Para transferir essa discussão do Senado para a população, a ideia do governo era realizar uma consulta popular para ouvir em 16 perguntas a opinião da população sobre essas reformas. Se aprovada na consulta, o Executivo e o Legislativo são obrigados a transformá-las em lei, decreto ou resolução. É papel do governo também ampliar os debates das leis aprovadas para adequá-las à Constituição.
Em resposta a essa “ameaça” de Petro, o Senado retomou a discussão sobre uma reforma trabalhista. Petro disse que aquele não era seu projeto, mas que havia um texto sendo debatido na Câmara que se aproximava das suas propostas e disse confiar que as duas Casas chegariam a um consenso que fosse benéfico para a população.
Minuto de silêncio e ataques estrangeiros
Ao final do seu discurso de 1 hora, Petro pediu um minuto de silêncio em homenagem ao senador de direita Miguel Uribe, que foi baleado em um ato público, ataque que gerou comoção nacional. O político está internado em estado grave, mas no último boletim médico, a Fundação Santa Fé afirma que o quadro de saúde está estável.

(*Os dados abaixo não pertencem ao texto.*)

//! Read-only projections of standard and reserved claims

use serde::{Deserialize, Serialize};

use super::claims::ClaimMap;

fn string_claim(claims: &ClaimMap, key: &str) -> Option<String> {
    claims.get(key).and_then(|v| v.as_str()).map(str::to_string)
}

/// Authenticated user details
#[derive(Debug, Clone, PartialEq, Eq, Serialize, Deserialize)]
pub struct User {
    /// Subject identifier (`sub`)
    pub id: String,
    /// `email`
    #[serde(skip_serializing_if = "Option::is_none")]
    pub email: Option<String>,
    /// `given_name`
    #[serde(skip_serializing_if = "Option::is_none")]
    pub given_name: Option<String>,
    /// `family_name`
    #[serde(skip_serializing_if = "Option::is_none")]
    pub family_name: Option<String>,
    /// `name`
    #[serde(skip_serializing_if = "Option::is_none")]
    pub name: Option<String>,
    /// `picture`
    #[serde(skip_serializing_if = "Option::is_none")]
    pub picture: Option<String>,
}

impl User {
    /// Project from claims; `None` without a non-empty `sub`
    #[must_use]
    pub fn from_claims(claims: &ClaimMap) -> Option<Self> {
        let id = string_claim(claims, "sub").filter(|s| !s.is_empty())?;
        Some(Self {
            id,
            email: string_claim(claims, "email"),
            given_name: string_claim(claims, "given_name"),
            family_name: string_claim(claims, "family_name"),
            name: string_claim(claims, "name"),
            picture: string_claim(claims, "picture"),
        })
    }

    /// `name`, else given and family names joined
    #[must_use]
    pub fn display_name(&self) -> Option<String> {
        if let Some(name) = &self.name {
            return Some(name.clone());
        }
        let parts: Vec<&str> = [self.given_name.as_deref(), self.family_name.as_deref()]
            .into_iter()
            .flatten()
            .collect();
        (!parts.is_empty()).then(|| parts.join(" "))
    }
}

/// Organization the session is signed in to
#[derive(Debug, Clone, PartialEq, Eq, Serialize, Deserialize)]
pub struct Organization {
    /// `org_code`
    pub code: String,
}

impl Organization {
    /// Project from the `org_code` claim
    #[must_use]
    pub fn from_claims(claims: &ClaimMap) -> Option<Self> {
        string_claim(claims, "org_code").map(|code| Self { code })
    }
}

/// All organizations the user belongs to
#[derive(Debug, Clone, PartialEq, Eq, Serialize, Deserialize)]
pub struct UserOrganizations {
    /// Codes from `org_codes`
    pub org_codes: Vec<Organization>,
}

impl UserOrganizations {
    /// Project from the `org_codes` claim
    #[must_use]
    pub fn from_claims(claims: &ClaimMap) -> Option<Self> {
        let codes = claims.get("org_codes")?.string_items();
        Some(Self {
            org_codes: codes.into_iter().map(|code| Organization { code }).collect(),
        })
    }
}

/// Permissions granted in the current organization
#[derive(Debug, Clone, PartialEq, Eq, Serialize, Deserialize)]
pub struct Permissions {
    /// Organization the permissions apply to, when `org_code` is present
    pub organization: Option<Organization>,
    /// Permission keys from `permissions`
    pub permissions: Vec<String>,
}

impl Permissions {
    /// Project from the `permissions` and `org_code` claims
    #[must_use]
    pub fn from_claims(claims: &ClaimMap) -> Option<Self> {
        let permissions = claims.get("permissions")?.string_items();
        Some(Self {
            organization: Organization::from_claims(claims),
            permissions,
        })
    }

    /// Whether `permission` was granted (exact match)
    #[must_use]
    pub fn contains(&self, permission: &str) -> bool {
        self.permissions.iter().any(|p| p == permission)
    }
}
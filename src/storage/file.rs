//! File-backed secure storage

use std::path::{Path, PathBuf};

use super::{SecureStorage, StorageError};

/// Stores each key as a file with user-only permissions
///
/// Keys map to `{dir}/{key}.json`; any character outside `[A-Za-z0-9._-]`
/// is replaced by `_`.
#[derive(Debug, Clone)]
pub struct FileStorage {
    dir: PathBuf,
}

impl Default for FileStorage {
    fn default() -> Self {
        Self::new()
    }
}

impl FileStorage {
    /// Create storage in the platform config directory
    /// (e.g. `~/.config/oidc-auth-session/` on Linux)
    #[must_use]
    pub fn new() -> Self {
        let dir = dirs::config_dir()
            .unwrap_or_else(|| PathBuf::from("."))
            .join("oidc-auth-session");
        Self { dir }
    }

    /// Create storage in a custom directory
    #[must_use]
    pub fn with_dir(dir: PathBuf) -> Self {
        Self { dir }
    }

    /// Directory holding the files
    #[must_use]
    pub fn dir(&self) -> &Path {
        &self.dir
    }

    /// File path used for `key`
    #[must_use]
    pub fn path_for(&self, key: &str) -> PathBuf {
        let name: String = key
            .chars()
            .map(|c| {
                if c.is_ascii_alphanumeric() || matches!(c, '.' | '_' | '-') {
                    c
                } else {
                    '_'
                }
            })
            .collect();
        self.dir.join(format!("{name}.json"))
    }
}

impl SecureStorage for FileStorage {
    fn get(&self, key: &str) -> Result<Option<Vec<u8>>, StorageError> {
        let path = self.path_for(key);
        if !path.exists() {
            return Ok(None);
        }
        Ok(Some(std::fs::read(path)?))
    }

    fn set(&self, key: &str, value: &[u8]) -> Result<(), StorageError> {
        std::fs::create_dir_all(&self.dir)?;
        let path = self.path_for(key);

        std::fs::write(&path, value)?;

        // Set restrictive permissions on Unix
        #[cfg(unix)]
        {
            use std::os::unix::fs::PermissionsExt;
            let perms = std::fs::Permissions::from_mode(0o600);
            std::fs::set_permissions(&path, perms)?;
        }

        Ok(())
    }

    fn delete(&self, key: &str) -> Result<(), StorageError> {
        let path = self.path_for(key);
        if path.exists() {
            std::fs::remove_file(path)?;
        }
        Ok(())
    }
}

#[cfg(test)]
mod tests {
    use super::*;
    use tempfile::TempDir;

    #[test]
    fn test_file_storage_round_trip() {
        let temp_dir = TempDir::new().unwrap();
        let storage = FileStorage::with_dir(temp_dir.path().join("nested"));

        assert!(storage.get("tokens").unwrap().is_none());
        storage.set("tokens", b"{\"a\":1}").unwrap();
        assert_eq!(storage.get("tokens").unwrap().as_deref(), Some(&b"{\"a\":1}"[..]));

        storage.delete("tokens").unwrap();
        assert!(storage.get("tokens").unwrap().is_none());
        storage.delete("tokens").unwrap();
    }

    #[test]
    fn test_key_is_sanitized() {
        let storage = FileStorage::with_dir(PathBuf::from("/tmp/x"));
        assert_eq!(
            storage.path_for("../app/token set"),
            PathBuf::from("/tmp/x/.._app_token_set.json")
        );
    }

    #[cfg(unix)]
    #[test]
    fn test_file_permissions_are_user_only() {
        use std::os::unix::fs::PermissionsExt;

        let temp_dir = TempDir::new().unwrap();
        let storage = FileStorage::with_dir(temp_dir.path().to_path_buf());
        storage.set("tokens", b"secret").unwrap();

        let mode = std::fs::metadata(storage.path_for("tokens"))
            .unwrap()
            .permissions()
            .mode();
        assert_eq!(mode & 0o777, 0o600);
    }
}
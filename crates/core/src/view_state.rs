use std::any::Any;
use std::collections::HashMap;

use serde::Serialize;

/// 編輯器的暫存檢視狀態。 / Ephemeral per-editor view state (cursor, scroll, toggles).
pub trait ViewState: Any {
    fn encode(&self) -> Result<Vec<u8>, serde_json::Error>;
    fn as_any(&self) -> &dyn Any;
    fn as_any_mut(&mut self) -> &mut dyn Any;
}

impl<T> ViewState for T
where
    T: Any + Serialize,
{
    fn encode(&self) -> Result<Vec<u8>, serde_json::Error> {
        serde_json::to_vec(self)
    }

    fn as_any(&self) -> &dyn Any {
        self
    }

    fn as_any_mut(&mut self) -> &mut dyn Any {
        self
    }
}

/// 以編輯器識別碼取得檢視狀態的鍵。 / Key of an editor's view state.
pub fn widget_key(unique_id: &str) -> String {
    format!("widget_{unique_id}")
}

/// 檢視狀態的集中儲存。 / Explicit store of view states, keyed by `widget_<unique id>`.
///
/// Entries are created when an editor opens and evicted when it closes.
#[derive(Default)]
pub struct ViewStateStore {
    states: HashMap<String, Box<dyn ViewState>>,
}

impl ViewStateStore {
    pub fn new() -> Self {
        Self::default()
    }

    pub fn insert<T>(&mut self, unique_id: &str, state: T)
    where
        T: ViewState,
    {
        self.states.insert(widget_key(unique_id), Box::new(state));
    }

    pub fn get<T: 'static>(&self, unique_id: &str) -> Option<&T> {
        self.states
            .get(&widget_key(unique_id))
            .and_then(|state| state.as_ref().as_any().downcast_ref::<T>())
    }

    pub fn get_mut<T: 'static>(&mut self, unique_id: &str) -> Option<&mut T> {
        self.states
            .get_mut(&widget_key(unique_id))
            .and_then(|state| state.as_mut().as_any_mut().downcast_mut::<T>())
    }

    pub fn contains(&self, unique_id: &str) -> bool {
        self.states.contains_key(&widget_key(unique_id))
    }

    /// 將檢視狀態編碼為 JSON。 / Encodes the view state as JSON; `None` when absent or unencodable.
    pub fn encode(&self, unique_id: &str) -> Option<Vec<u8>> {
        let state = self.states.get(&widget_key(unique_id))?;
        match state.encode() {
            Ok(data) => Some(data),
            Err(err) => {
                log::error!("error encoding view state of {unique_id}: {err}");
                None
            }
        }
    }

    /// 移除檢視狀態。 / Drops the view state; returns `true` when one existed.
    pub fn evict(&mut self, unique_id: &str) -> bool {
        self.states.remove(&widget_key(unique_id)).is_some()
    }

    pub fn len(&self) -> usize {
        self.states.len()
    }

    pub fn is_empty(&self) -> bool {
        self.states.is_empty()
    }
}

impl std::fmt::Debug for ViewStateStore {
    fn fmt(&self, f: &mut std::fmt::Formatter<'_>) -> std::fmt::Result {
        f.debug_struct("ViewStateStore")
            .field("keys", &self.states.keys().collect::<Vec<_>>())
            .finish()
    }
}
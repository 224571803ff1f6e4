use std::collections::VecDeque;

use serde::{Deserialize, Serialize};

/// 最近開啟專案的上限。 / Maximum number of remembered projects.
pub const MAX_RECENT_PROJECTS: usize = 5;

/// 管理最近開啟專案的清單。 / Maintains the bounded, most-recent-first list of opened projects.
#[derive(Debug, Clone, PartialEq, Eq, Serialize, Deserialize)]
#[serde(from = "Vec<String>", into = "Vec<String>")]
pub struct RecentProjects {
    entries: VecDeque<String>,
}

impl Default for RecentProjects {
    fn default() -> Self {
        Self {
            entries: VecDeque::with_capacity(MAX_RECENT_PROJECTS),
        }
    }
}

impl From<Vec<String>> for RecentProjects {
    fn from(entries: Vec<String>) -> Self {
        let mut recent = Self::default();
        for entry in entries.into_iter().rev() {
            recent.add(entry);
        }
        recent
    }
}

impl From<RecentProjects> for Vec<String> {
    fn from(recent: RecentProjects) -> Self {
        recent.entries.into_iter().collect()
    }
}

impl RecentProjects {
    /// 加入或提升某個專案路徑至清單頂端。 / Inserts or promotes a manifest path to the front.
    pub fn add(&mut self, path: impl Into<String>) {
        let path = path.into();
        if path.is_empty() {
            return;
        }
        self.entries.retain(|existing| existing != &path);
        self.entries.push_front(path);
        self.entries.truncate(MAX_RECENT_PROJECTS);
    }

    /// 移除指定路徑；若存在則回傳 `true`。 / Removes the path and returns `true` if it was listed.
    pub fn remove(&mut self, path: &str) -> bool {
        let initial_len = self.entries.len();
        self.entries.retain(|existing| existing != path);
        initial_len != self.entries.len()
    }

    /// 最近一次開啟的專案。 / The most recently opened project.
    pub fn most_recent(&self) -> Option<&str> {
        self.entries.front().map(String::as_str)
    }

    pub fn iter(&self) -> impl Iterator<Item = &str> {
        self.entries.iter().map(String::as_str)
    }

    pub fn is_empty(&self) -> bool {
        self.entries.is_empty()
    }

    pub fn len(&self) -> usize {
        self.entries.len()
    }
}

#[cfg(test)]
mod tests {
    use super::*;

    #[test]
    fn add_promotes_and_limits_capacity() {
        let mut recent = RecentProjects::default();
        for name in ["a.hsp", "b.hsp", "c.hsp"] {
            recent.add(name);
        }
        // 重新加入既有路徑時，應提升至清單前端。
        recent.add("a.hsp");
        assert_eq!(recent.iter().collect::<Vec<_>>(), vec!["a.hsp", "c.hsp", "b.hsp"]);

        for name in ["d.hsp", "e.hsp", "f.hsp"] {
            recent.add(name);
        }
        assert_eq!(recent.len(), MAX_RECENT_PROJECTS);
        assert_eq!(recent.most_recent(), Some("f.hsp"));
        assert!(!recent.iter().any(|p| p == "b.hsp"));
    }

    #[test]
    fn serializes_as_plain_list() {
        let mut recent = RecentProjects::default();
        recent.add("one.hsp");
        recent.add("two.hsp");
        let json = serde_json::to_string(&recent).unwrap();
        assert_eq!(json, r#"["two.hsp","one.hsp"]"#);

        let restored: RecentProjects = serde_json::from_str(&json).unwrap();
        assert_eq!(restored, recent);
    }

    #[test]
    fn oversized_lists_are_trimmed_on_load() {
        let listed: Vec<String> = (0..8).map(|i| format!("{i}.hsp")).collect();
        let mut recent = RecentProjects::from(listed);
        assert_eq!(recent.len(), MAX_RECENT_PROJECTS);
        assert_eq!(recent.most_recent(), Some("0.hsp"));
        assert!(recent.remove("1.hsp"));
        assert!(!recent.remove("7.hsp"));
    }
}
use std::mem;
use std::path::Path;
use std::sync::mpsc::{self, Receiver, Sender};
use std::sync::Arc;
use std::thread;
use std::time::Duration;

use hellforge_project::{
    AppState, ArchiveLoader, CopyOutcome, FileType, PathEntry, Project, ProjectManifest,
    ResourceError, ToolWindowKind,
};
use hellforge_settings::{Config, ConfigStore};

use crate::autosave::AutoSave;
use crate::editor::{Editor, EditorContext, Prompter, SaveOutcome};
use crate::error::WorkbenchError;
use crate::registry::EditorRegistry;
use crate::tool_window::{ArchiveExplorer, Console, ProjectExplorer, ToolWindow};
use crate::view_state::ViewStateStore;

/// 新編輯器的預設位置。 / Where newly opened editors appear.
pub const EDITOR_DEFAULT_POS: (f32, f32) = (320.0, 30.0);

/// 背景讀取完成、等待在 UI 執行緒建立的編輯器。 / Editor whose bytes were loaded off-thread.
struct PendingEditor {
    generation: u64,
    entry: PathEntry,
    state: Vec<u8>,
    position: (f32, f32),
    size: (f32, f32),
    loaded: Result<(Vec<u8>, FileType), ResourceError>,
}

/// 讀取資源並判斷類型。 / Reads an entry and detects its file type.
pub fn load_resource(
    entry: &PathEntry,
    loader: &dyn ArchiveLoader,
) -> Result<(Vec<u8>, FileType), ResourceError> {
    let data = entry.read_bytes(loader)?;
    let file_type = FileType::detect(&entry.extension(), &data)?;
    Ok((data, file_type))
}

/// 應用程式層：專案、開啟中的編輯器與工具視窗。 / Application layer owning the project, open editors and tool windows.
///
/// Everything here runs on the UI thread. Session restore reads files on
/// worker threads; [`Workbench::pump_pending`] turns the results into editors.
pub struct Workbench {
    config: Config,
    store: ConfigStore,
    project: Option<Project>,
    editors: Vec<Box<dyn Editor>>,
    registry: EditorRegistry,
    views: ViewStateStore,
    console: Console,
    project_explorer: ProjectExplorer,
    archive_explorer: ArchiveExplorer,
    loader: Arc<dyn ArchiveLoader>,
    prompter: Box<dyn Prompter>,
    pending_tx: Sender<PendingEditor>,
    pending_rx: Receiver<PendingEditor>,
    pending: usize,
    generation: u64,
    autosave: Option<AutoSave>,
}
use base64::engine::general_purpose::STANDARD as BASE64;
use base64::Engine;
use serde::de::{Error as DeError, Visitor};
use serde::{Deserializer, Serializer};

/// Serialises a byte payload as a standard base64 string.  
/// 以標準 base64 字串保存位元組內容。
pub fn serialize<S>(bytes: &[u8], serializer: S) -> Result<S::Ok, S::Error>
where
    S: Serializer,
{
    serializer.serialize_str(&BASE64.encode(bytes))
}

/// Deserialises bytes written by [`serialize`]; `null` decodes as empty.  
/// 還原上述格式；`null` 視為空內容。
pub fn deserialize<'de, D>(deserializer: D) -> Result<Vec<u8>, D::Error>
where
    D: Deserializer<'de>,
{
    struct BytesVisitor;

    impl<'de> Visitor<'de> for BytesVisitor {
        type Value = Vec<u8>;

        fn expecting(&self, formatter: &mut std::fmt::Formatter) -> std::fmt::Result {
            formatter.write_str("a base64 encoded string")
        }

        fn visit_str<E>(self, v: &str) -> Result<Self::Value, E>
        where
            E: DeError,
        {
            BASE64
                .decode(v.as_bytes())
                .map_err(|err| E::custom(format!("invalid base64 payload: {err}")))
        }

        fn visit_unit<E>(self) -> Result<Self::Value, E>
        where
            E: DeError,
        {
            Ok(Vec::new())
        }

        fn visit_none<E>(self) -> Result<Self::Value, E>
        where
            E: DeError,
        {
            Ok(Vec::new())
        }
    }

    deserializer.deserialize_any(BytesVisitor)
}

O presidente também denunciou uma nova tentativa de ataque contra ele que teria sido promovida pelos Estados Unidos. Ele citou a participação de um líder da extrema direita colombiana nessa articulação, mas evitou citar nomes.
“Um presidente vizinho diz que o Sr. Marco Rubio está organizando um golpe de Estado contra mim. Também tenho informações e sei que um certo líder da extrema direita tem conversado com o Secretário de Estado. E também sei que há uma gravação por aí, que mostrei ao Procurador-Geral, na qual um certo líder da extrema direita na Colômbia — que não é [Álvaro] Uribe, veja bem — está aliado a traficantes de drogas que buscam fazer com que pessoas e forças na Colômbia, sindicatos e a extrema direita nos Estados Unidos deem um golpe de Estado na Colômbia”, disse.